他的細心讓我生了些許愧疚,我扶着他的胳膊,低頭沉默良久,身後墊着他的手,所以靠了許久也沒覺着冰涼。
黑暗的轎廂裡忽然得來一線光明,就像被緩緩打開的心房,荒蕪貧瘠的土地裡似有什麼在蠢蠢欲動,他輕叩我心,一如和煦春風,我腦海裡不自覺浮現初見時的場景,“你好,我叫林樹。”
外頭的電梯修理員兩手扶着電梯門,大聲說:“你好!裡面的人沒事吧?我撐着門,你們快出來!”
我渾身一激靈,才驚覺何為現實,何為虛幻。
踏出圖書館的大門時天色已然全黑,我倆站在理石台階上都長出了口氣,而後為方才那丁點兒默契相視一笑。
可笑完了還得考慮現實,眼前的馬路異常安靜,除去白日裡的那些個行駛噪音,而今耳邊就剩下蟬鳴。
“你抓過蟬嗎?”林樹伴着燈光放松走下高高台階,唇角勾起梨渦淺淺。
“沒有。
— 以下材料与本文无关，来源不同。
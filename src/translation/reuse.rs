/*!
 * Change detection against the translation memory.
 *
 * A remembered translation is reused only when the source text is unchanged
 * and that language did not fall back to the source text last time.
 */

use std::borrow::Cow;
use std::fmt;

use crate::record_table::Entry;

/// Replace non-breaking spaces so that editor noise does not count as a change
pub fn normalize_raw(text: &str) -> Cow<'_, str> {
    if text.contains('\u{a0}') {
        Cow::Owned(text.replace('\u{a0}', " "))
    } else {
        Cow::Borrowed(text)
    }
}

/// Whether two source texts are the same after normalization
pub fn same_raw(a: &str, b: &str) -> bool {
    normalize_raw(a) == normalize_raw(b)
}

/// Why an entry has to be sent to the backend
#[derive(Debug, Clone, Copy, PartialEq, Eq)]
pub enum RetranslateReason {
    /// No remembered record for the key
    Cold,
    /// The source text changed
    Changed,
    /// The record has no value for this language
    MissingLanguage,
    /// The remembered value is a fallback from a failed attempt
    PreviouslyFailed,
}

impl fmt::Display for RetranslateReason {
    fn fmt(&self, f: &mut fmt::Formatter<'_>) -> fmt::Result {
        let text = match self {
            Self::Cold => "not in memory",
            Self::Changed => "source changed",
            Self::MissingLanguage => "language missing",
            Self::PreviouslyFailed => "failed last time",
        };
        f.write_str(text)
    }
}

#[derive(Debug, Clone, PartialEq, Eq)]
pub enum ReuseDecision {
    Reuse(String),
    Translate(RetranslateReason),
}

/// Decide whether `language` of an entry with source `raw` can come from memory
pub fn decide(raw: &str, remembered: Option<&Entry>, language: &str) -> ReuseDecision {
    let Some(record) = remembered else {
        return ReuseDecision::Translate(RetranslateReason::Cold);
    };
    if !same_raw(raw, &record.raw) {
        return ReuseDecision::Translate(RetranslateReason::Changed);
    }
    if record.failed_languages.contains(language) {
        return ReuseDecision::Translate(RetranslateReason::PreviouslyFailed);
    }
    match record.translations.get(language) {
        Some(text) => ReuseDecision::Reuse(text.clone()),
        None => ReuseDecision::Translate(RetranslateReason::MissingLanguage),
    }
}
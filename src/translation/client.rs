/*!
 * Rate-limited, retrying translation client.
 *
 * `TranslationClient` wraps exactly one backend and exposes the single
 * `translate(text, language) -> {text, status_code}` contract shared by all
 * backends. Callers never see backend errors: every outcome is a
 * `TranslationOutcome`, and deciding what to do with a failure is left to them.
 */

use async_trait::async_trait;
use log::{debug, error, info, warn};
use parking_lot::Mutex;

use crate::app_config::{TranslatorConfig, TranslatorProvider};
use crate::errors::AppError;
use crate::providers::openai::OpenAI;
use crate::providers::plain::PlainTranslator;
use crate::providers::{Provider, ProviderRequest, TokenUsage};
use crate::translation::context::EntryContext;
use crate::translation::prompts;
use crate::translation::rate_limit::{RateLimit, SlidingWindow};

/// Status of a successful backend call
pub const STATUS_OK: i32 = 200;

/// Status of an input rejected by the guards without any backend call
pub const STATUS_SKIPPED: i32 = -1;

/// Result of one translation request
#[derive(Debug, Clone, PartialEq, Eq)]
pub struct TranslationOutcome {
    /// Translated text, the unchanged input for skipped inputs, empty on failure
    pub text: String,
    /// 200 on success, -1 when skipped by a guard, otherwise the last failing
    /// HTTP status (0 for transport errors)
    pub status_code: i32,
}

impl TranslationOutcome {
    pub fn success(text: impl Into<String>) -> Self {
        Self { text: text.into(), status_code: STATUS_OK }
    }

    pub fn skipped(text: impl Into<String>) -> Self {
        Self { text: text.into(), status_code: STATUS_SKIPPED }
    }

    pub fn failure(status_code: i32) -> Self {
        Self { text: String::new(), status_code }
    }

    pub fn is_success(&self) -> bool {
        self.status_code == STATUS_OK
    }

    pub fn is_skipped(&self) -> bool {
        self.status_code == STATUS_SKIPPED
    }
}

/// Translation contract used by record tables and the coordinator
#[async_trait]
pub trait Translator: Send + Sync {
    /// Translate `text` into `target_language`, retrying failed attempts
    async fn translate(&self, text: &str, target_language: &str) -> TranslationOutcome;

    /// Translate with consistency context; degrades to `translate` on failure
    async fn translate_with_context(
        &self,
        text: &str,
        target_language: &str,
        context: &EntryContext,
    ) -> TranslationOutcome;

    /// Accumulated cost of all requests so far
    fn price(&self) -> f64;
}

/// Per-token prices of the backend
#[derive(Debug, Clone, Copy, Default, PartialEq)]
pub struct Pricing {
    pub input_price: f64,
    pub output_price: f64,
}

/// Token usage statistics for tracking API consumption
#[derive(Debug, Clone, Copy, Default, PartialEq, Eq)]
pub struct UsageStats {
    /// Requests sent to the backend
    pub requests: u64,
    /// Requests that did not return 200
    pub failures: u64,
    /// Number of prompt tokens
    pub prompt_tokens: u64,
    /// Number of completion tokens
    pub completion_tokens: u64,
}

impl UsageStats {
    fn record(&mut self, usage: Option<TokenUsage>) {
        self.requests += 1;
        if let Some(usage) = usage {
            self.prompt_tokens += usage.prompt_tokens;
            self.completion_tokens += usage.completion_tokens;
        }
    }

    /// Cost of the tokens consumed so far
    pub fn cost(&self, pricing: &Pricing) -> f64 {
        self.prompt_tokens as f64 * pricing.input_price
            + self.completion_tokens as f64 * pricing.output_price
    }

    /// Generate a summary of token usage
    pub fn summary(&self, pricing: &Pricing) -> String {
        format!(
            "{} requests ({} failed), {} prompt tokens, {} completion tokens, cost {:.6}",
            self.requests,
            self.failures,
            self.prompt_tokens,
            self.completion_tokens,
            self.cost(pricing)
        )
    }
}

/// Client tuning independent of the backend
#[derive(Debug, Clone)]
pub struct ClientSettings {
    /// Inputs shorter than this many characters are returned unchanged
    pub min_length: usize,
    /// Attempts per request before giving up
    pub max_attempts: u32,
    /// Request budget, `None` for unlimited
    pub rate_limit: Option<RateLimit>,
    /// Token prices
    pub pricing: Pricing,
}

impl Default for ClientSettings {
    fn default() -> Self {
        Self {
            min_length: 0,
            max_attempts: 3,
            rate_limit: None,
            pricing: Pricing::default(),
        }
    }
}

impl ClientSettings {
    /// Build settings from the translator configuration
    pub fn from_config(config: &TranslatorConfig) -> Result<Self, AppError> {
        let rate_limit = config.rate_limit.parse::<RateLimit>()
            .map_err(|e| AppError::Config(format!("Invalid rate limit '{}': {}", config.rate_limit, e)))?;

        let pricing = match config.provider {
            TranslatorProvider::Llm => Pricing {
                input_price: config.llm.input_price,
                output_price: config.llm.output_price,
            },
            TranslatorProvider::Plain => Pricing::default(),
        };

        Ok(Self {
            min_length: config.min_length,
            max_attempts: config.retry_count,
            rate_limit: Some(rate_limit),
            pricing,
        })
    }
}

/// Rate-limited, retrying wrapper around one backend
pub struct TranslationClient {
    backend: Box<dyn Provider>,
    window: tokio::sync::Mutex<SlidingWindow>,
    settings: ClientSettings,
    usage: Mutex<UsageStats>,
}

impl std::fmt::Debug for TranslationClient {
    fn fmt(&self, f: &mut std::fmt::Formatter<'_>) -> std::fmt::Result {
        f.debug_struct("TranslationClient")
            .field("backend", &self.backend.name())
            .field("settings", &self.settings)
            .finish()
    }
}

impl TranslationClient {
    /// Create a client around an explicit backend
    pub fn new(backend: Box<dyn Provider>, settings: ClientSettings) -> Self {
        Self {
            backend,
            window: tokio::sync::Mutex::new(SlidingWindow::new(settings.rate_limit)),
            settings,
            usage: Mutex::new(UsageStats::default()),
        }
    }

    /// Create the client selected by the configuration
    ///
    /// Fails with a configuration error before any network activity.
    pub fn from_config(config: &TranslatorConfig) -> Result<Self, AppError> {
        config.validate()?;
        let settings = ClientSettings::from_config(config)?;

        let backend: Box<dyn Provider> = match config.provider {
            TranslatorProvider::Llm => Box::new(OpenAI::from_config(&config.llm)),
            TranslatorProvider::Plain => Box::new(PlainTranslator::from_config(&config.plain)),
        };

        info!(target: "transmem::client", "Using {} backend at {} (rate limit {})",
            config.provider.display_name(), config.get_endpoint(), config.rate_limit);
        Ok(Self::new(backend, settings))
    }

    pub fn settings(&self) -> &ClientSettings {
        &self.settings
    }

    /// Snapshot of the usage counters
    pub fn usage(&self) -> UsageStats {
        *self.usage.lock()
    }

    pub fn backend_name(&self) -> &str {
        self.backend.name()
    }

    /// Inputs that never reach the backend
    fn guard(&self, text: &str) -> Option<TranslationOutcome> {
        if text.is_empty() {
            warn!(target: "transmem::client", "Empty text");
            return Some(TranslationOutcome::skipped(""));
        }
        if text.chars().count() < self.settings.min_length {
            debug!(target: "transmem::client", "Text too short, keeping as is: {:?}", text);
            return Some(TranslationOutcome::skipped(text));
        }
        None
    }

    /// One rate-limited backend call
    async fn attempt(&self, request: ProviderRequest) -> TranslationOutcome {
        self.window.lock().await.acquire().await;

        match self.backend.complete(request).await {
            Ok(response) => {
                self.usage.lock().record(response.usage);
                if i32::from(response.status_code) == STATUS_OK {
                    TranslationOutcome::success(response.text)
                } else {
                    self.usage.lock().failures += 1;
                    TranslationOutcome::failure(i32::from(response.status_code))
                }
            }
            Err(e) => {
                {
                    let mut usage = self.usage.lock();
                    usage.record(None);
                    usage.failures += 1;
                }
                warn!(target: "transmem::client", "{} request failed: {}", self.backend.name(), e);
                TranslationOutcome::failure(e.status_code())
            }
        }
    }

    /// Retry loop shared by the plain and the contextual call
    async fn request_with_retry(&self, request: ProviderRequest) -> TranslationOutcome {
        let max_attempts = self.settings.max_attempts.max(1);
        let mut outcome = TranslationOutcome::failure(0);

        for attempt in 1..=max_attempts {
            outcome = self.attempt(request.clone()).await;
            if outcome.is_success() {
                info!(target: "transmem::client", "{} -> {}", request.text, outcome.text);
                return outcome;
            }
            if attempt < max_attempts {
                warn!(target: "transmem::client",
                    "Retrying translation of {:?} to {}, attempts left: {}",
                    request.text, request.target_language, max_attempts - attempt);
            }
        }

        error!(target: "transmem::client",
            "Translation of {:?} to {} failed after {} attempts (status {})",
            request.text, request.target_language, max_attempts, outcome.status_code);
        outcome
    }
}

#[async_trait]
impl Translator for TranslationClient {
    async fn translate(&self, text: &str, target_language: &str) -> TranslationOutcome {
        if let Some(outcome) = self.guard(text) {
            return outcome;
        }
        self.request_with_retry(ProviderRequest::new(text, target_language)).await
    }

    async fn translate_with_context(
        &self,
        text: &str,
        target_language: &str,
        context: &EntryContext,
    ) -> TranslationOutcome {
        if let Some(outcome) = self.guard(text) {
            return outcome;
        }
        if context.is_empty() || !self.backend.supports_context() {
            return self.translate(text, target_language).await;
        }

        let request = ProviderRequest::new(text, target_language)
            .with_context(prompts::render_context(context));
        let outcome = self.request_with_retry(request).await;
        if outcome.is_success() {
            return outcome;
        }

        warn!(target: "transmem::client",
            "Contextual translation of {:?} failed, falling back to a context-free request", text);
        self.translate(text, target_language).await
    }

    fn price(&self) -> f64 {
        let cost = self.usage.lock().cost(&self.settings.pricing);
        debug!(target: "transmem::client", "Usage cost: {}", cost);
        cost
    }
}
”
每次來圖書館心裡都在想一個圖書館而已,這台階建成這樣,像爬泰山似的,學海果真無涯,可今夜瞧着這台階再長些又能如何?
我背着包步子輕快跟了上去,林樹站在路邊行道樹下,擡頭望着高高的懸鈴木,又長又直的路燈杆子穿過樹冠,燈光似繁星撒在一片葉海,我借着葉與葉之間的縫隙,用目光淺酌一口如冰鎮起泡果酒一般的夏日夜空。
“在那!”他指着在樹幹上趴着的一隻蟬,我順着他手指的方向尋去,許是我近視,卻不習慣戴眼鏡,又或許是這蟬的顔色與樹幹的顔色實在太過相近,我站在他身側找了許久也沒瞧見。
他扯過我的手,朝那隻鳴蟬指去。
我興奮說:“我看到它了!”正要回頭看他,可下一秒隻覺着身體一輕,雙腳離地,我張皇失措隻得“啊”一聲叫了出來。